[Stored data]

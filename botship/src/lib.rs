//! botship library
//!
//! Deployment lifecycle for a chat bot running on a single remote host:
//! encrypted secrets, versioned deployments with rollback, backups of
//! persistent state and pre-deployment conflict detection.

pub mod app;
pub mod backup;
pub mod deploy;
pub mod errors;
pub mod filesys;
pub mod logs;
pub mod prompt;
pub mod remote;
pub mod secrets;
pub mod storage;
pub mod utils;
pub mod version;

--

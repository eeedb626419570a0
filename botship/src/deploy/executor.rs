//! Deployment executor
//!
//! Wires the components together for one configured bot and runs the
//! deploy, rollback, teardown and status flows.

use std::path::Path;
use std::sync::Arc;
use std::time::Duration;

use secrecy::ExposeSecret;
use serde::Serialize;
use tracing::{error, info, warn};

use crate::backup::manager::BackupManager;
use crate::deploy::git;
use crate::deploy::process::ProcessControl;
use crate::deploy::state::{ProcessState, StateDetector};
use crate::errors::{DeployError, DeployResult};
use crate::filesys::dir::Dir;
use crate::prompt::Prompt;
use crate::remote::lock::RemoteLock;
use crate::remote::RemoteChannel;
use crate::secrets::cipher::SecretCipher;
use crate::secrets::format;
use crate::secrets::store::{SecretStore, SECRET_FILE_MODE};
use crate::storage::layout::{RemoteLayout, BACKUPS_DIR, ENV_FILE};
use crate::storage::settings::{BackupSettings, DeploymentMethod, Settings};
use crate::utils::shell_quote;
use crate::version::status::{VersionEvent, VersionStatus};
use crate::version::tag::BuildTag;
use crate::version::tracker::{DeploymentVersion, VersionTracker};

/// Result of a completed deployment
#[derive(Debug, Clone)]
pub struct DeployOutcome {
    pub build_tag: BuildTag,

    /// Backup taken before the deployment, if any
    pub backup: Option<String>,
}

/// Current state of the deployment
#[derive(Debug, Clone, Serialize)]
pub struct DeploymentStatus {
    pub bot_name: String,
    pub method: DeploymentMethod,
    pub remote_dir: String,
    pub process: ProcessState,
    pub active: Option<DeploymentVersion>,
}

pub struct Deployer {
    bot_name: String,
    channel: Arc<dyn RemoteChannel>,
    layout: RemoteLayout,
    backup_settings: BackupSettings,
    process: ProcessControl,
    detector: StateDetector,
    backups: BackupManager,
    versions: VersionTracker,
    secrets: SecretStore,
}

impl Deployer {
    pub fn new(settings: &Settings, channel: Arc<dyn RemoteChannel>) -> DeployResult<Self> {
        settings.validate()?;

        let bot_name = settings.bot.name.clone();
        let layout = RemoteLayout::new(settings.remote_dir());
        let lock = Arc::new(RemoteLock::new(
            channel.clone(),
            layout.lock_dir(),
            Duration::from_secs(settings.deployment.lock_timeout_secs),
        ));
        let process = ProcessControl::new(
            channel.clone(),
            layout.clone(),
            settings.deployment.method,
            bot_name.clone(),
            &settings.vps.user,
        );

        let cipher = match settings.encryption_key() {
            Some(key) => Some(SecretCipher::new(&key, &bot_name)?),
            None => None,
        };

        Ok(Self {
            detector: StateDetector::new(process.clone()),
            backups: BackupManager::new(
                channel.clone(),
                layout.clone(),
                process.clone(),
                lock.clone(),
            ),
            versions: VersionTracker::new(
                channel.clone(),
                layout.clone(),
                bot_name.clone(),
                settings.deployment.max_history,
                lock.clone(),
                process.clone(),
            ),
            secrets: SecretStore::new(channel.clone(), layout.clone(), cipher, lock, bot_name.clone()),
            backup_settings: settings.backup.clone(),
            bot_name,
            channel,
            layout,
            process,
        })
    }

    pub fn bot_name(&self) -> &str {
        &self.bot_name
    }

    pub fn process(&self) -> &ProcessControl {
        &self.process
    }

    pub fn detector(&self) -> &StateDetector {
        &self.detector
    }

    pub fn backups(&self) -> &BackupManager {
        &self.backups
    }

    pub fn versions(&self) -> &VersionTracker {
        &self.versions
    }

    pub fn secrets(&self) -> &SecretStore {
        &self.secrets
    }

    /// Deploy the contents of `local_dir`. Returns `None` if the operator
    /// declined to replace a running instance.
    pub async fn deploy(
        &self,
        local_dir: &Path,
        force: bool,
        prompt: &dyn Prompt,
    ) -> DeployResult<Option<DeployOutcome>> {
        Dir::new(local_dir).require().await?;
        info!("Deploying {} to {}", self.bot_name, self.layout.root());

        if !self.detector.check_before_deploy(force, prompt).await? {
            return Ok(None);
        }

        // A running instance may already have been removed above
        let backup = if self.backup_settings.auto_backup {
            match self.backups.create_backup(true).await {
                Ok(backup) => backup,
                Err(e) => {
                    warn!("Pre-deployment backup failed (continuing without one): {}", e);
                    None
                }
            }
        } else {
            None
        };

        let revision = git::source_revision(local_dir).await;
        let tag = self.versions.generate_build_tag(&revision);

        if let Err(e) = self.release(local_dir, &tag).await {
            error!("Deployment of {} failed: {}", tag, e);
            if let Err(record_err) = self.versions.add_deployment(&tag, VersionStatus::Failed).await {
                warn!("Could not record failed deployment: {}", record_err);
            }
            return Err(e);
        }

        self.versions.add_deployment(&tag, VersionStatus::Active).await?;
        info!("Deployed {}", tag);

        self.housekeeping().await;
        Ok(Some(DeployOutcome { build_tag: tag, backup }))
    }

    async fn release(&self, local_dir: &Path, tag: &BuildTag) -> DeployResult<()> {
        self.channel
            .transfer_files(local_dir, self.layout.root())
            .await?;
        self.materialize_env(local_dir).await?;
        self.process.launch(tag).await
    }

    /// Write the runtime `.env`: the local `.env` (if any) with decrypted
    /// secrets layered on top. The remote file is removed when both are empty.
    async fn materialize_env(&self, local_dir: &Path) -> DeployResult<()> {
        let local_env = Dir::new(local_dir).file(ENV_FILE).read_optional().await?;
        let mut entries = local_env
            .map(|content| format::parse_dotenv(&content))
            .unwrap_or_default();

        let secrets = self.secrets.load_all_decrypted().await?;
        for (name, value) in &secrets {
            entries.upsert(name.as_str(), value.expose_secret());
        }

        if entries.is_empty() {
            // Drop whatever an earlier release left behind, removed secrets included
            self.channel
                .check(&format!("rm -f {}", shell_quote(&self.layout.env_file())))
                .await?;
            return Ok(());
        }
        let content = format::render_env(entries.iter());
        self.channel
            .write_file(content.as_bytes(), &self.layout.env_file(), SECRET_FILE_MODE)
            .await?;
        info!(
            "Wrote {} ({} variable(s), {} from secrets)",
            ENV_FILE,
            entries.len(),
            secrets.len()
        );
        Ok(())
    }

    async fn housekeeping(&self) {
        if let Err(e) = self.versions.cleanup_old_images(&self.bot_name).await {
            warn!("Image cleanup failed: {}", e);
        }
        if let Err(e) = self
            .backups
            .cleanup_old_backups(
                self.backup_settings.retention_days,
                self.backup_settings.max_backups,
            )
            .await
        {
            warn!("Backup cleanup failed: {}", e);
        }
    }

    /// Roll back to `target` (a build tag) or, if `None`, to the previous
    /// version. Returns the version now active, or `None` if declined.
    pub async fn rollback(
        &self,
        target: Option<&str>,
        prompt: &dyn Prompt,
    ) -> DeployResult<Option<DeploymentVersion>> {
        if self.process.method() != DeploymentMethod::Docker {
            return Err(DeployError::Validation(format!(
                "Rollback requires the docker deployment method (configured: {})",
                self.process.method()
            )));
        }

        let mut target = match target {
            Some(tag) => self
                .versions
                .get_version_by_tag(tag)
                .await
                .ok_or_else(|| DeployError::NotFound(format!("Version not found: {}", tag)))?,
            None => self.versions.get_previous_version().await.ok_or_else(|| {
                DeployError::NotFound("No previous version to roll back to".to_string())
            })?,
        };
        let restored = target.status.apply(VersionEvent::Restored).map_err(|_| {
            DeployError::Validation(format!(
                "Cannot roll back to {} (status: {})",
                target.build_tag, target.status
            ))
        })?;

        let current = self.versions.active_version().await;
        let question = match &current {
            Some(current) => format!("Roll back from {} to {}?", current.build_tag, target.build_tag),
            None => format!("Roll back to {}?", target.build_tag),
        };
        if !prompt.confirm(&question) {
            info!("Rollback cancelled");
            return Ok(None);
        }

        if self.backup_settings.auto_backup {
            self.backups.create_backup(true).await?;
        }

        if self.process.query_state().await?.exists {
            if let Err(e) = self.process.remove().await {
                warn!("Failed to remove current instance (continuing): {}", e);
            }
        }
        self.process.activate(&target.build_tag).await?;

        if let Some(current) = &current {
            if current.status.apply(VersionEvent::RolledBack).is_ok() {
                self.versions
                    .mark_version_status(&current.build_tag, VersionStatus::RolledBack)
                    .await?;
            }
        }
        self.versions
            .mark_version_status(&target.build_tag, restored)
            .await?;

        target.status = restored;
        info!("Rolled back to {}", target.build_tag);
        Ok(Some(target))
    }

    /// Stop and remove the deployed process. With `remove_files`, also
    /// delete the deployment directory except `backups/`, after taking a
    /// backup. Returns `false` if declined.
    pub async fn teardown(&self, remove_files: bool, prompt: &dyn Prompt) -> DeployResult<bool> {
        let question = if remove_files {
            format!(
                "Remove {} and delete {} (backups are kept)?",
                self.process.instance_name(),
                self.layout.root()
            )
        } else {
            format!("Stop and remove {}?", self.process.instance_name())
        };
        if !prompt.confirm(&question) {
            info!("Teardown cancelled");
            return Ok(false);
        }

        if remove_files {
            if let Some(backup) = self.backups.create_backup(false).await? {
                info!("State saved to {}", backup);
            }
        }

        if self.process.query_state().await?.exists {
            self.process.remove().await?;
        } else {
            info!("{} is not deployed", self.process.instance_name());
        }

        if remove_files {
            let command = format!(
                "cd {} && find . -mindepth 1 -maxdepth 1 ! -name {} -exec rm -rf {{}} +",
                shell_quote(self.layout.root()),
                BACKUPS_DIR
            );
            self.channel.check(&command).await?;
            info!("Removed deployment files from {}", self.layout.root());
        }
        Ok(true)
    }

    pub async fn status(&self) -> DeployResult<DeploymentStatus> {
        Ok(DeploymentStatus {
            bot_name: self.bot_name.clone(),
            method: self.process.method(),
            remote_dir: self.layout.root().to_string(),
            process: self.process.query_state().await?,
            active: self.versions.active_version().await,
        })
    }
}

» Task to carry out: Copy the lines above exactly. Start with the line containing "filename botship/src/lib.rs", end with the line containing "pub mod filesys;", and include both.

» Task response:
filename botship/src/lib.rs
//! botship library
//!
//! Deployment lifecycle for a chat bot running on a single remote host:
//! encrypted secrets, versioned deployments with rollback, backups of
//! persistent state and pre-deployment conflict detection.

pub mod app;
pub mod backup;
pub mod deploy;
pub mod errors;
pub mod filesys;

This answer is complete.